Counties propose state delivery of social services
North Dakota county officials want the state to take over the delivery of social services programs, including federal Medicaid and food stamps, saying counties can no longer afford to do it. The North Dakota County Commission Association is seeking a two-year study of the idea starting in 2011, the year of the next legislative session. Its resolution says counties would contribute up to 15 mills of property taxes each.
GRAND FORKS (AP) — North Dakota county officials want the state to take over the delivery of social services programs, including federal Medicaid and food stamps, saying counties can no longer afford to do it.
The North Dakota County Commission Association is seeking a two-year study of the idea starting in 2011, the year of the next legislative session.
Its resolution says counties would contribute up to 15 mills of property taxes each.
“It’s something that makes sense to us,” Ramsey County Commissioner Joe Belford said. “Some rural counties are nearly broke. They can’t continue to pay higher costs for these services that the federal government says we must deliver.”
The commissioners’ proposal is patterned after the child support enforcement, which switched from county to state administration about four years ago.
The North Dakota Association of Counties, which represents county auditors, social service directors and other county officials besides commissioners, is conducting its own study.
It will decide next fall whether to push for the change, said Terry Traynor, the association’s assistant policy director.
Arguments against moving the responsibility to the state include the potential loss of services and money, especially in smaller, rural counties, he said.
“There would be fear in the rural counties that there could be a decline in services to their counties, that they would have to travel away from their counties for those services,” Traynor said. “They’re important to the counties and communities.”

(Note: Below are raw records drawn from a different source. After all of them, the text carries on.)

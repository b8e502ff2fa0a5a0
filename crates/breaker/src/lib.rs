//! Per-dependency circuit breaker.
//!
//! Wraps each dependency call with a timeout and a Closed → Open → HalfOpen
//! state machine. While Open, calls fail immediately with
//! [`BreakerError::Rejected`] (no round trip) until the reset timer elapses;
//! HalfOpen lets a bounded number of trial calls through and closes again
//! only if they all succeed.
//!
//! A breaker-induced rejection is a different variant from the wrapped
//! call's own failure, so callers can apply different retry policy to each.

mod window;

use std::sync::Mutex;
use std::time::Duration;

use thiserror::Error;
use tokio::time::Instant;
use tracing::{info, warn};

use crate::window::RollingWindow;

/// Default per-call timeout; a slower call counts as a failure.
const DEFAULT_CALL_TIMEOUT: Duration = Duration::from_secs(3);

/// Default failure-rate threshold that trips the breaker.
const DEFAULT_FAILURE_RATE: f64 = 0.5;

/// Default minimum calls in the window before the rate is meaningful.
const DEFAULT_MIN_CALLS: u32 = 5;

/// Default rolling window span and bucket count.
const DEFAULT_WINDOW: Duration = Duration::from_secs(10);
const DEFAULT_BUCKETS: usize = 10;

/// Default time in Open before trial calls are allowed.
const DEFAULT_RESET_TIMEOUT: Duration = Duration::from_secs(30);

/// Default trial budget in HalfOpen.
const DEFAULT_HALF_OPEN_MAX_CALLS: u32 = 3;

/// Breaker tuning.
#[derive(Debug, Clone)]
pub struct BreakerConfig {
    pub call_timeout: Duration,
    pub failure_rate: f64,
    pub min_calls: u32,
    pub window: Duration,
    pub buckets: usize,
    pub reset_timeout: Duration,
    pub half_open_max_calls: u32,
}

impl Default for BreakerConfig {
    fn default() -> Self {
        Self {
            call_timeout: DEFAULT_CALL_TIMEOUT,
            failure_rate: DEFAULT_FAILURE_RATE,
            min_calls: DEFAULT_MIN_CALLS,
            window: DEFAULT_WINDOW,
            buckets: DEFAULT_BUCKETS,
            reset_timeout: DEFAULT_RESET_TIMEOUT,
            half_open_max_calls: DEFAULT_HALF_OPEN_MAX_CALLS,
        }
    }
}

/// Breaker state, in dependency-health order.
#[derive(Debug, Clone, Copy, PartialEq, Eq)]
pub enum BreakerState {
    Closed,
    Open,
    HalfOpen,
}

impl BreakerState {
    pub fn as_str(&self) -> &'static str {
        match self {
            BreakerState::Closed => "closed",
            BreakerState::Open => "open",
            BreakerState::HalfOpen => "half_open",
        }
    }
}

/// Failure of a breaker-wrapped call.
#[derive(Debug, Error)]
pub enum BreakerError<E> {
    /// The breaker is open (or out of half-open trial budget): the
    /// dependency was never called.
    #[error("circuit open: call rejected")]
    Rejected,

    /// The dependency call exceeded the configured timeout.
    #[error("dependency call timed out")]
    Timeout,

    /// The dependency call itself failed.
    #[error("dependency call failed: {0}")]
    Inner(E),
}

impl<E> BreakerError<E> {
    /// True when the failure was produced by the breaker, not the
    /// dependency (useful for choosing a retry policy).
    pub fn is_breaker_induced(&self) -> bool {
        matches!(self, BreakerError::Rejected)
    }
}

/// Notified on every state transition (old, new). Used for counters.
pub type TransitionListener = dyn Fn(BreakerState, BreakerState) + Send + Sync;

#[derive(Debug)]
struct Inner {
    state: BreakerState,
    window: RollingWindow,
    opened_at: Option<Instant>,
    half_open_in_flight: u32,
    half_open_successes: u32,
}

enum Admission {
    Reject,
    Proceed { trial: bool },
}

/// One breaker instance per dependency.
pub struct CircuitBreaker {
    name: String,
    config: BreakerConfig,
    inner: Mutex<Inner>,
    listener: Option<Box<TransitionListener>>,
}

impl CircuitBreaker {
    pub fn new(name: impl Into<String>, config: BreakerConfig) -> Self {
        let window = RollingWindow::new(config.window, config.buckets);
        Self {
            name: name.into(),
            config,
            inner: Mutex::new(Inner {
                state: BreakerState::Closed,
                window,
                opened_at: None,
                half_open_in_flight: 0,
                half_open_successes: 0,
            }),
            listener: None,
        }
    }

    /// Attach a transition listener (e.g. a metrics counter).
    pub fn with_listener(
        mut self,
        listener: impl Fn(BreakerState, BreakerState) + Send + Sync + 'static,
    ) -> Self {
        self.listener = Some(Box::new(listener));
        self
    }

    pub fn name(&self) -> &str {
        &self.name
    }

    pub fn state(&self) -> BreakerState {
        self.inner.lock().unwrap().state
    }

    /// Run `fut` through the breaker.
    pub async fn call<F, T, E>(&self, fut: F) -> Result<T, BreakerError<E>>
    where
        F: Future<Output = Result<T, E>>,
    {
        match self.admit() {
            Admission::Reject => return Err(BreakerError::Rejected),
            Admission::Proceed { trial } => {
                let outcome = tokio::time::timeout(self.config.call_timeout, fut).await;
                match outcome {
                    Ok(Ok(value)) => {
                        self.on_success(trial);
                        Ok(value)
                    }
                    Ok(Err(err)) => {
                        self.on_failure(trial);
                        Err(BreakerError::Inner(err))
                    }
                    Err(_) => {
                        self.on_failure(trial);
                        Err(BreakerError::Timeout)
                    }
                }
            }
        }
    }

    fn admit(&self) -> Admission {
        let mut inner = self.inner.lock().unwrap();
        let now = Instant::now();
        match inner.state {
            BreakerState::Closed => Admission::Proceed { trial: false },
            BreakerState::Open => {
                let elapsed = inner
                    .opened_at
                    .map(|at| now.saturating_duration_since(at))
                    .unwrap_or_default();
                if elapsed >= self.config.reset_timeout {
                    self.transition(&mut inner, BreakerState::HalfOpen, now);
                    inner.half_open_in_flight = 1;
                    Admission::Proceed { trial: true }
                } else {
                    Admission::Reject
                }
            }
            BreakerState::HalfOpen => {
                if inner.half_open_in_flight + inner.half_open_successes
                    >= self.config.half_open_max_calls
                {
                    Admission::Reject
                } else {
                    inner.half_open_in_flight += 1;
                    Admission::Proceed { trial: true }
                }
            }
        }
    }

    fn on_success(&self, trial: bool) {
        let mut inner = self.inner.lock().unwrap();
        let now = Instant::now();
        if trial && inner.state == BreakerState::HalfOpen {
            inner.half_open_in_flight = inner.half_open_in_flight.saturating_sub(1);
            inner.half_open_successes += 1;
            if inner.half_open_successes >= self.config.half_open_max_calls {
                self.transition(&mut inner, BreakerState::Closed, now);
            }
        } else {
            inner.window.record_success(now);
        }
    }

    fn on_failure(&self, trial: bool) {
        let mut inner = self.inner.lock().unwrap();
        let now = Instant::now();
        if trial && inner.state == BreakerState::HalfOpen {
            // Any failed trial reopens and restarts the reset timer.
            inner.half_open_in_flight = inner.half_open_in_flight.saturating_sub(1);
            self.transition(&mut inner, BreakerState::Open, now);
            return;
        }

        inner.window.record_failure(now);
        let (total, failures) = inner.window.totals(now);
        if inner.state == BreakerState::Closed
            && total >= self.config.min_calls
            && f64::from(failures) / f64::from(total) >= self.config.failure_rate
        {
            self.transition(&mut inner, BreakerState::Open, now);
        }
    }

    fn transition(&self, inner: &mut Inner, to: BreakerState, now: Instant) {
        let from = inner.state;
        if from == to {
            return;
        }
        inner.state = to;
        match to {
            BreakerState::Open => {
                inner.opened_at = Some(now);
                inner.window.reset(now);
                warn!(breaker = %self.name, "circuit breaker opened");
            }
            BreakerState::HalfOpen => {
                inner.half_open_in_flight = 0;
                inner.half_open_successes = 0;
                info!(breaker = %self.name, "circuit breaker half-opened");
            }
            BreakerState::Closed => {
                inner.opened_at = None;
                inner.window.reset(now);
                info!(breaker = %self.name, "circuit breaker closed");
            }
        }
        if let Some(listener) = &self.listener {
            listener(from, to);
        }
    }
}

impl core::fmt::Debug for CircuitBreaker {
    fn fmt(&self, f: &mut core::fmt::Formatter<'_>) -> core::fmt::Result {
        f.debug_struct("CircuitBreaker")
            .field("name", &self.name)
            .field("state", &self.state())
            .finish()
    }
}

#[cfg(test)]
mod tests {
    use super::*;
    use std::sync::Arc;
    use std::sync::atomic::{AtomicU32, Ordering};

    fn fast_config() -> BreakerConfig {
        BreakerConfig {
            call_timeout: Duration::from_millis(100),
            failure_rate: 0.5,
            min_calls: 3,
            window: Duration::from_secs(1),
            buckets: 4,
            reset_timeout: Duration::from_millis(500),
            half_open_max_calls: 2,
        }
    }

    async fn fail(calls: &AtomicU32) -> Result<(), &'static str> {
        calls.fetch_add(1, Ordering::SeqCst);
        Err("backend down")
    }

    async fn succeed(calls: &AtomicU32) -> Result<(), &'static str> {
        calls.fetch_add(1, Ordering::SeqCst);
        Ok(())
    }

    #[tokio::test(start_paused = true)]
    async fn trips_open_after_failure_rate_exceeded() {
        let breaker = CircuitBreaker::new("store", fast_config());
        let calls = AtomicU32::new(0);

        for _ in 0..3 {
            let _ = breaker.call(fail(&calls)).await;
        }
        assert_eq!(breaker.state(), BreakerState::Open);

        // Open fails fast: the underlying call is never attempted.
        let before = calls.load(Ordering::SeqCst);
        let err = breaker.call(fail(&calls)).await.unwrap_err();
        assert!(matches!(err, BreakerError::Rejected));
        assert!(err.is_breaker_induced());
        assert_eq!(calls.load(Ordering::SeqCst), before);
    }

    #[tokio::test(start_paused = true)]
    async fn closes_again_after_successful_trials() {
        let breaker = CircuitBreaker::new("store", fast_config());
        let calls = AtomicU32::new(0);

        for _ in 0..3 {
            let _ = breaker.call(fail(&calls)).await;
        }
        assert_eq!(breaker.state(), BreakerState::Open);

        tokio::time::advance(Duration::from_millis(600)).await;

        // Two successful trials close the breaker.
        breaker.call(succeed(&calls)).await.unwrap();
        assert_eq!(breaker.state(), BreakerState::HalfOpen);
        breaker.call(succeed(&calls)).await.unwrap();
        assert_eq!(breaker.state(), BreakerState::Closed);
    }

    #[tokio::test(start_paused = true)]
    async fn failed_trial_reopens_and_restarts_reset_timer() {
        let breaker = CircuitBreaker::new("store", fast_config());
        let calls = AtomicU32::new(0);

        for _ in 0..3 {
            let _ = breaker.call(fail(&calls)).await;
        }
        tokio::time::advance(Duration::from_millis(600)).await;

        let _ = breaker.call(fail(&calls)).await;
        assert_eq!(breaker.state(), BreakerState::Open);

        // Still open before the restarted timer elapses.
        tokio::time::advance(Duration::from_millis(300)).await;
        let err = breaker.call(succeed(&calls)).await.unwrap_err();
        assert!(matches!(err, BreakerError::Rejected));
    }

    #[tokio::test(start_paused = true)]
    async fn slow_call_counts_as_failure() {
        let breaker = CircuitBreaker::new("store", fast_config());

        for _ in 0..3 {
            let err = breaker
                .call(async {
                    tokio::time::sleep(Duration::from_millis(200)).await;
                    Ok::<(), &'static str>(())
                })
                .await
                .unwrap_err();
            assert!(matches!(err, BreakerError::Timeout));
        }
        assert_eq!(breaker.state(), BreakerState::Open);
    }

    #[tokio::test(start_paused = true)]
    async fn successes_keep_the_breaker_closed() {
        let breaker = CircuitBreaker::new("store", fast_config());
        let calls = AtomicU32::new(0);

        for _ in 0..10 {
            breaker.call(succeed(&calls)).await.unwrap();
        }
        assert_eq!(breaker.state(), BreakerState::Closed);
    }

    #[tokio::test(start_paused = true)]
    async fn listener_sees_transitions() {
        let transitions = Arc::new(AtomicU32::new(0));
        let seen = transitions.clone();
        let breaker = CircuitBreaker::new("store", fast_config())
            .with_listener(move |_, _| {
                seen.fetch_add(1, Ordering::SeqCst);
            });
        let calls = AtomicU32::new(0);

        for _ in 0..3 {
            let _ = breaker.call(fail(&calls)).await;
        }
        // Closed -> Open.
        assert_eq!(transitions.load(Ordering::SeqCst), 1);
    }
}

Federal social service programs have been delivered through the states, with administrative costs passed to the counties.
“Counties now have very little — some say no — say in how services are delivered,” Traynor said. “All they’re doing is paying a good share of the delivery bill, without having a say in it.”
Salaries for social services workers fall under the state’s merit pay system.
“That creates some friction in county courthouses,” Belford said.
In Pembina County, for example, the County Commission initiated a a wage freeze for county workers for 2010. Still, county social workers under the state system will get a 4 percent state pay raise, Auditor Dorothy Robinson said.
“This affects every county in the state,” she said. “I know it’s happened in the past.”
Under a new law, child care providers are subject to background checks and fingerprinting.
“That has really put a lot of pressure on the system,” Grand Forks County Social Services Director Keith Berger said. “Statewide, it’s thousands of people. The good point of that is that it’s set up to provide another level of protection for the folks out there looking for child care for their children.”
Berger foresees a regional system.
“I can envision the day in Grand Forks where there will be a car going out on Tuesday, and we’ll send two people out to Lakota. We might do their child care licensing that day, take their food stamp applications, or provide other services,” he said.
“There are some big changes coming in the future, whether that’s a state-run system, regionalization or something else,” he said.
“Some counties are just about bankrupt in this state. They just can’t do it, keeping up with all the federal regulations and requirements,” Berger said. “If we don’t do something for some of those rural counties, we’re going to have a disaster.”